The layout was a fairly traditional front engine/rear-drive, but that’s not because they didn’t consider others. Rear-engine/rear drive was considered, but handling tests in a weighted test mule made MacPherson leery. Front-wheel drive was considered as well, but MacPherson felt that front-engine/rear drive was still the best way to build a four-passenger car that hit his weight cap of around 2000 pounds.
Even then, it wasn’t that conventional a FR setup, as, in a clever space-saving move, the three-speed gearbox was placed beneath the driver’s seat, which also helped distribute the weight of the drivetrain more evenly. The engine-gearbox-driveshaft-differential train was an interconnected, rigid unit, held together with tubes surrounding the shafts, and was mounted at front and rear.
The car was a unibody, and the whole car wasn’t big—only about 48 inches wide and with a wheelbase of 108 inches. The design was fairly conventional, and had the then-stylish and very Nash-like skirted wheels at every corner. To get this look and maintain a decent turning circle, tiny 12-inch tires were specified.
That’s sort of comical-looking to modern eyes, but a small wheel and tire does give more interior space – it’s exactly the same tactic used by Alec Issigonis when designing the iconic Mini about a decade later.
The engine wasn’t terribly unusual, but was a very rational little 2.1-liter inline six making around 65 HP. That’s a very respectable number for that era, and with only about 2000 lbs to pull around, would have given peppy-ish performance. Interestingly, it had flywheels at both ends, too.
The Cadet’s unibody and other features were advanced for the era, sure, but not completely unheard of. What really made the car unique, and what would be its huge and lasting legacy was its suspension.
The Cadet had all-independent suspension, very unusual for an American car of that era, and not exactly common anywhere else. The suspension system developed for the Cadet was simple, robust, and quite space-efficient. It used vertical shock absorbers with external coil springs for each wheel. The shocks and springs were housed in vertical towers that helped control the up-and-down motion of the wheel, and that tower formed the pivot point for the steering of the front wheels. At the bottom, a pair of radius rods kept everything in check.
The result was, of course, MacPherson suspension, used on vast numbers of cars. The modern default car design, with its transverse engine/front-wheel drive layout wouldn’t be possible without the open space between the towers of a MacPherson strut layout. Well, that’s not entirely true, there are other ways to do this, but MacPherson struts are likely the most common solution to the packaging problem even today. MacPherson struts are what made the Beetle into a Super Beetle and as a result doubled the trunk room, if you’ll allow me the geeky aside.
MacPherson struts are cheap, easy to manufacture, and effective. Their impact on the motor industry can’t be denied.

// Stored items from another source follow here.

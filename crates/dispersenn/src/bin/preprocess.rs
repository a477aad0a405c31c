//! `preprocess` binary: build the NPY training corpus.
//!
//! # Usage
//!
//! ```bash
//! cargo run --bin preprocess -- \
//!     --target-list maps.txt --vcf-list vcfs.txt --locs-list locs.txt --out-dir out/
//! ```
//!
//! The three lists are newline-separated paths; line `i` of each describes
//! example `i`. Existing statistics and per-example files are reused.

use clap::Parser;
use std::path::PathBuf;
use tracing::{error, info};

use dispersenn::config::TrainingConfig;
use dispersenn::genotype::{Phase, Polarization};
use dispersenn::preprocess::{preprocess, read_list, VcfSampler};

/// Command-line arguments for the preprocessing binary.
#[derive(Parser, Debug)]
#[command(name = "preprocess", version, about = "dispersenn corpus preprocessing", long_about = None)]
struct Args {
    /// Path to a JSON configuration file.
    #[arg(short, long, value_name = "FILE")]
    config: Option<PathBuf>,

    /// List of target PNG paths.
    #[arg(long, value_name = "FILE")]
    target_list: PathBuf,

    /// List of VCF paths, parallel to the targets.
    #[arg(long, value_name = "FILE")]
    vcf_list: PathBuf,

    /// List of `.locs` paths, parallel to the targets.
    #[arg(long, value_name = "FILE")]
    locs_list: PathBuf,

    /// Override the output directory from the config.
    #[arg(long, value_name = "DIR")]
    out_dir: Option<PathBuf>,

    /// Override the random seed.
    #[arg(long)]
    seed: Option<u64>,

    /// Log level (trace, debug, info, warn, error).
    #[arg(long, default_value = "info")]
    log_level: String,
}

fn main() {
    let args = Args::parse();

    let log_level_filter = args
        .log_level
        .parse::<tracing_subscriber::filter::LevelFilter>()
        .unwrap_or(tracing_subscriber::filter::LevelFilter::INFO);

    tracing_subscriber::fmt()
        .with_max_level(log_level_filter)
        .with_target(false)
        .with_thread_ids(false)
        .init();

    info!("dispersenn preprocessing v{}", dispersenn::VERSION);

    let mut config = match args.config.as_deref() {
        Some(path) => match TrainingConfig::from_json(path) {
            Ok(cfg) => cfg,
            Err(e) => {
                error!("Failed to load configuration: {e}");
                std::process::exit(1);
            }
        },
        None => TrainingConfig::default(),
    };
    if let Some(dir) = args.out_dir {
        config.out_dir = dir;
    }
    if let Some(seed) = args.seed {
        config.seed = seed;
    }
    if let Err(e) = config.validate() {
        error!("Configuration validation failed: {e}");
        std::process::exit(1);
    }

    let lists = (read_list(&args.target_list), read_list(&args.vcf_list), read_list(&args.locs_list));
    let (maps, vcfs, locs) = match lists {
        (Ok(m), Ok(v), Ok(l)) => (m, v, l),
        (Err(e), _, _) | (_, Err(e), _) | (_, _, Err(e)) => {
            error!("Failed to read input list: {e}");
            std::process::exit(1);
        }
    };
    if vcfs.len() != locs.len() {
        error!("{} VCF paths but {} location paths", vcfs.len(), locs.len());
        std::process::exit(1);
    }

    let phase = match Phase::try_from(config.phase) {
        Ok(p) => p,
        Err(e) => {
            error!("{e}");
            std::process::exit(1);
        }
    };
    let polarization = match Polarization::try_from(config.polarize) {
        Ok(p) => p,
        Err(e) => {
            error!("{e}");
            std::process::exit(1);
        }
    };
    let sampler = VcfSampler::new(
        vcfs.into_iter().zip(locs).collect(),
        config.n,
        config.num_snps,
        phase,
        polarization,
    );

    match preprocess(&config, &maps, &sampler) {
        Ok(summary) => {
            info!(
                "Preprocessed {} examples ({} inputs, {} targets written; statistics {})",
                maps.len(),
                summary.inputs_written,
                summary.targets_written,
                if summary.stats_reused { "reused" } else { "computed" }
            );
        }
        Err(e) => {
            error!("Preprocessing failed: {e}");
            std::process::exit(1);
        }
    }
}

The same, sadly, can’t be said for Chevy’s Light Car Project, which was doomed.
The prototypes performed quite well, with a 1974 Hemmings article giving this revealing quote:
They demonstrated handling characteristics that were better than the Chevrolet, even better than the Cadillac. Of course, you just can’t have that!

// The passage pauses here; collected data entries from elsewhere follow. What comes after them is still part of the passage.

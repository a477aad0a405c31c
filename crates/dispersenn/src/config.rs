//! Configuration for dispersenn model construction, training and prediction.
//!
//! [`TrainingConfig`] is the single source of truth for the scalar parameters
//! from which the whole network topology is derived (`n`, `num_snps`, `pairs`,
//! `upsample`, …), for the raster target geometry, and for the optimiser. It
//! is serializable via [`serde`] so a training run can persist it next to its
//! checkpoint and a later prediction run can rebuild the identical pair
//! combinations and resolution schedule from the same seed.
//!
//! # Example
//!
//! ```rust
//! use dispersenn::config::TrainingConfig;
//!
//! let cfg = TrainingConfig::default();
//! cfg.validate().expect("default config is valid");
//!
//! assert_eq!(cfg.pairs, 45);
//! assert_eq!(cfg.upsample, 6);
//! ```

use serde::{Deserialize, Serialize};
use std::path::{Path, PathBuf};

use crate::error::ConfigError;

/// Smallest intermediate map size. Four location scalars per pair make 5 the
/// theoretical minimum.
pub const MIN_TENSOR: usize = 10;

/// Side length of the predicted maps.
pub const SIZE_OUT: usize = 500;

// ---------------------------------------------------------------------------
// TrainingConfig
// ---------------------------------------------------------------------------

/// Complete configuration for a dispersenn run.
///
/// Defaults mirror the command-line defaults of the reference pipeline. Use
/// [`TrainingConfig::default()`] as a starting point and override fields.
#[derive(Debug, Clone, PartialEq, Serialize, Deserialize)]
#[serde(default)]
pub struct TrainingConfig {
    // -----------------------------------------------------------------------
    // Genotype input
    // -----------------------------------------------------------------------
    /// Sample size (individuals per example). Default: **10**.
    pub n: usize,

    /// SNPs per example; rows are subsampled to exactly this count.
    /// Default: **5000**.
    pub num_snps: usize,

    /// 1 for unknown phase (dosages), 2 for known phase (haplotypes).
    /// Default: **1**.
    pub phase: u8,

    /// 2 for major/minor polarisation, 1 for ancestral/derived. Passed through
    /// to genotype samplers. Default: **2**.
    pub polarize: u8,

    // -----------------------------------------------------------------------
    // Topology
    // -----------------------------------------------------------------------
    /// Individuals per pair combination. Default: **2**.
    pub combination_size: usize,

    /// Number of combinations subsampled once per model build. Default: **45**.
    pub pairs: usize,

    /// Number of pyramid stages, including the base map and the output map.
    /// Must be at least 2. Default: **6**.
    pub upsample: usize,

    /// Smallest intermediate map size. Default: **10**.
    pub min_tensor: usize,

    /// Output map side length. Default: **500**.
    pub size_out: usize,

    /// Request the auxiliary per-pixel classification head. Not defined for
    /// two-channel targets. Default: **false**.
    pub segment: bool,

    // -----------------------------------------------------------------------
    // Targets
    // -----------------------------------------------------------------------
    /// Side length of the coarse averaging grid. Must divide `size_out`.
    /// Default: **50**.
    pub grid_coarseness: usize,

    // -----------------------------------------------------------------------
    // Optimisation
    // -----------------------------------------------------------------------
    /// Mini-batch size. Default: **1**.
    pub batch_size: usize,

    /// Adam learning rate. Default: **1e-3**.
    pub learning_rate: f64,

    /// Maximum number of epochs. Default: **1000**.
    pub max_epochs: usize,

    /// Epochs without validation improvement before stopping. The learning
    /// rate is halved after `patience / 10` stale epochs. Default: **100**.
    pub patience: usize,

    /// Fraction of examples held out for validation, in `(0, 1)`.
    /// Default: **0.2**.
    pub validation_split: f64,

    /// Repeated samples drawn from each simulation. Default: **1**.
    pub num_samples: usize,

    /// Replicate SNP draws per empirical dataset. Default: **1**.
    pub num_reps: usize,

    // -----------------------------------------------------------------------
    // Paths
    // -----------------------------------------------------------------------
    /// Output directory for checkpoints, statistics and predictions.
    pub out_dir: PathBuf,

    // -----------------------------------------------------------------------
    // Device
    // -----------------------------------------------------------------------
    /// CUDA device index, or `None` for CPU. Default: **None**.
    pub gpu_index: Option<usize>,

    /// Intra-op threads for libtorch. Default: **1**.
    pub threads: usize,

    // -----------------------------------------------------------------------
    // Reproducibility
    // -----------------------------------------------------------------------
    /// Seed for pair combinations, data splits, SNP subsampling and weight
    /// initialisation. Default: **42**.
    pub seed: u64,
}

impl Default for TrainingConfig {
    fn default() -> Self {
        TrainingConfig {
            // Genotype input
            n: 10,
            num_snps: 5000,
            phase: 1,
            polarize: 2,
            // Topology
            combination_size: 2,
            pairs: 45,
            upsample: 6,
            min_tensor: MIN_TENSOR,
            size_out: SIZE_OUT,
            segment: false,
            // Targets
            grid_coarseness: 50,
            // Optimisation
            batch_size: 1,
            learning_rate: 1e-3,
            max_epochs: 1000,
            patience: 100,
            validation_split: 0.2,
            num_samples: 1,
            num_reps: 1,
            // Paths
            out_dir: PathBuf::from("out"),
            // Device
            gpu_index: None,
            threads: 1,
            // Reproducibility
            seed: 42,
        }
    }
}

impl TrainingConfig {
    /// Load a [`TrainingConfig`] from a JSON file at `path` and validate it.
    ///
    /// # Errors
    ///
    /// Returns [`ConfigError::FileRead`] if the file cannot be opened,
    /// [`ConfigError::ParseError`] if the JSON is malformed, and any
    /// validation error.
    pub fn from_json(path: &Path) -> Result<Self, ConfigError> {
        let contents = std::fs::read_to_string(path).map_err(|source| ConfigError::FileRead {
            path: path.to_path_buf(),
            source,
        })?;
        let cfg: TrainingConfig = serde_json::from_str(&contents).map_err(|source| {
            ConfigError::ParseError { path: path.to_path_buf(), source }
        })?;
        cfg.validate()?;
        Ok(cfg)
    }

    /// Serialize this configuration to pretty-printed JSON and write it to
    /// `path`, creating parent directories if necessary.
    pub fn to_json(&self, path: &Path) -> Result<(), ConfigError> {
        if let Some(parent) = path.parent() {
            std::fs::create_dir_all(parent).map_err(|source| ConfigError::FileRead {
                path: parent.to_path_buf(),
                source,
            })?;
        }
        let json = serde_json::to_string_pretty(self).map_err(|source| {
            ConfigError::ParseError { path: path.to_path_buf(), source }
        })?;
        std::fs::write(path, json).map_err(|source| ConfigError::FileRead {
            path: path.to_path_buf(),
            source,
        })?;
        Ok(())
    }

    /// Replication factor from the coarse target grid to the output map.
    pub fn upscale_factor(&self) -> usize {
        self.size_out / self.grid_coarseness.max(1)
    }

    /// Path of the persisted configuration inside `out_dir`.
    pub fn config_path(&self) -> PathBuf {
        self.out_dir.join("config.json")
    }

    /// Path of the persisted normalization statistics inside `out_dir`.
    pub fn stats_path(&self) -> PathBuf {
        self.out_dir.join("mean_sd.npy")
    }

    /// Path of the best-model checkpoint inside `out_dir`.
    pub fn checkpoint_path(&self) -> PathBuf {
        self.out_dir.join(format!("pwConv_{}_model.ot", self.seed))
    }

    /// Validate all scalar fields and return the first problem found.
    ///
    /// Topology-level checks that need arithmetic over several fields (enough
    /// combinations, a strictly increasing schedule, supported stage
    /// branches) are performed by the planners in [`crate::plan`],
    /// [`crate::schedule`] and [`crate::combinations`], which `validate`
    /// does not duplicate.
    pub fn validate(&self) -> Result<(), ConfigError> {
        if self.n == 0 {
            return Err(ConfigError::invalid_value("n", "must be > 0"));
        }
        if self.num_snps == 0 {
            return Err(ConfigError::invalid_value("num_snps", "must be > 0"));
        }
        if !matches!(self.phase, 1 | 2) {
            return Err(ConfigError::invalid_value("phase", "must be 1 or 2"));
        }
        if !matches!(self.polarize, 1 | 2) {
            return Err(ConfigError::invalid_value("polarize", "must be 1 or 2"));
        }

        if self.combination_size == 0 {
            return Err(ConfigError::invalid_value("combination_size", "must be > 0"));
        }
        if self.combination_size > self.n {
            return Err(ConfigError::invalid_value(
                "combination_size",
                format!("must be <= n ({})", self.n),
            ));
        }
        if self.pairs == 0 {
            return Err(ConfigError::invalid_value("pairs", "must be > 0"));
        }
        if self.upsample < 2 {
            return Err(ConfigError::invalid_value(
                "upsample",
                "must be >= 2 (base map and output map)",
            ));
        }
        if self.min_tensor == 0 || self.min_tensor >= self.size_out {
            return Err(ConfigError::invalid_value(
                "min_tensor",
                format!("must be in [1, size_out={})", self.size_out),
            ));
        }
        if self.segment {
            return Err(ConfigError::unsupported(
                "segment: classification output is undefined for two-channel targets",
            ));
        }

        if self.grid_coarseness == 0 {
            return Err(ConfigError::invalid_value("grid_coarseness", "must be > 0"));
        }
        if self.size_out % self.grid_coarseness != 0 {
            return Err(ConfigError::invalid_value(
                "grid_coarseness",
                format!("must divide size_out={}", self.size_out),
            ));
        }

        if self.batch_size == 0 {
            return Err(ConfigError::invalid_value("batch_size", "must be > 0"));
        }
        if !(self.learning_rate > 0.0) {
            return Err(ConfigError::invalid_value("learning_rate", "must be > 0.0"));
        }
        if self.max_epochs == 0 {
            return Err(ConfigError::invalid_value("max_epochs", "must be > 0"));
        }
        if !(self.validation_split > 0.0 && self.validation_split < 1.0) {
            return Err(ConfigError::invalid_value(
                "validation_split",
                "must be in (0.0, 1.0)",
            ));
        }
        if self.num_samples == 0 {
            return Err(ConfigError::invalid_value("num_samples", "must be > 0"));
        }
        if self.num_reps == 0 {
            return Err(ConfigError::invalid_value("num_reps", "must be > 0"));
        }
        if self.threads == 0 {
            return Err(ConfigError::invalid_value("threads", "must be > 0"));
        }

        Ok(())
    }
}

// ---------------------------------------------------------------------------
// Tests
// ---------------------------------------------------------------------------

#[cfg(test)]
mod tests {
    use super::*;
    use tempfile::tempdir;

    #[test]
    fn default_config_is_valid() {
        TrainingConfig::default().validate().expect("default config should be valid");
    }

    #[test]
    fn json_round_trip() {
        let tmp = tempdir().unwrap();
        let path = tmp.path().join("nested").join("config.json");

        let mut original = TrainingConfig::default();
        original.seed = 12345;
        original.gpu_index = Some(1);
        original.to_json(&path).expect("serialization should succeed");

        let loaded = TrainingConfig::from_json(&path).expect("deserialization should succeed");
        assert_eq!(loaded, original);
    }

    #[test]
    fn partial_json_fills_defaults() {
        let tmp = tempdir().unwrap();
        let path = tmp.path().join("config.json");
        std::fs::write(&path, r#"{ "n": 20, "pairs": 10 }"#).unwrap();

        let cfg = TrainingConfig::from_json(&path).unwrap();
        assert_eq!(cfg.n, 20);
        assert_eq!(cfg.pairs, 10);
        assert_eq!(cfg.upsample, 6);
    }

    #[test]
    fn malformed_json_is_parse_error() {
        let tmp = tempdir().unwrap();
        let path = tmp.path().join("config.json");
        std::fs::write(&path, "{ not json").unwrap();
        assert!(matches!(
            TrainingConfig::from_json(&path),
            Err(ConfigError::ParseError { .. })
        ));
    }

    #[test]
    fn single_stage_pyramid_is_invalid() {
        let mut cfg = TrainingConfig::default();
        cfg.upsample = 1;
        assert!(cfg.validate().is_err());
    }

    #[test]
    fn bad_phase_is_invalid() {
        let mut cfg = TrainingConfig::default();
        cfg.phase = 3;
        assert!(cfg.validate().is_err());
    }

    #[test]
    fn segment_is_unsupported() {
        let mut cfg = TrainingConfig::default();
        cfg.segment = true;
        assert!(matches!(cfg.validate(), Err(ConfigError::Unsupported(_))));
    }

    #[test]
    fn coarseness_must_divide_output() {
        let mut cfg = TrainingConfig::default();
        cfg.grid_coarseness = 48;
        assert!(cfg.validate().is_err());
        cfg.grid_coarseness = 100;
        cfg.validate().unwrap();
        assert_eq!(cfg.upscale_factor(), 5);
    }

    #[test]
    fn combination_larger_than_sample_is_invalid() {
        let mut cfg = TrainingConfig::default();
        cfg.combination_size = cfg.n + 1;
        assert!(cfg.validate().is_err());
    }

    #[test]
    fn derived_paths_use_seed() {
        let mut cfg = TrainingConfig::default();
        cfg.seed = 7;
        cfg.out_dir = PathBuf::from("runs/a");
        assert_eq!(cfg.checkpoint_path(), PathBuf::from("runs/a/pwConv_7_model.ot"));
        assert_eq!(cfg.stats_path(), PathBuf::from("runs/a/mean_sd.npy"));
    }
}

Braking was an issue with the crappy drums of the era, and it wasn’t as cheap as they liked. Blaming material shortages, preparations for manufacturing the Cadet were put on hold in 1946, and by 1947 the project was finally killed, citing a lack of faith that they could sell as many Cadets as they needed to be profitable.
In the end, Sloan was right. America came out of WWII rich and hungry for big-ass cars, with traditional, almost crude engineering and massive chrome protuberances, colossal fins, and two big scoops of jet-age optimism.
It just wasn’t the time for such a rational, well-engineered car like the Cadet, and, when that time finally did come back, the cars that filled the need were from across the Pacific, leaving GM scrambling to re-learn the lessons they pioneered decades ago.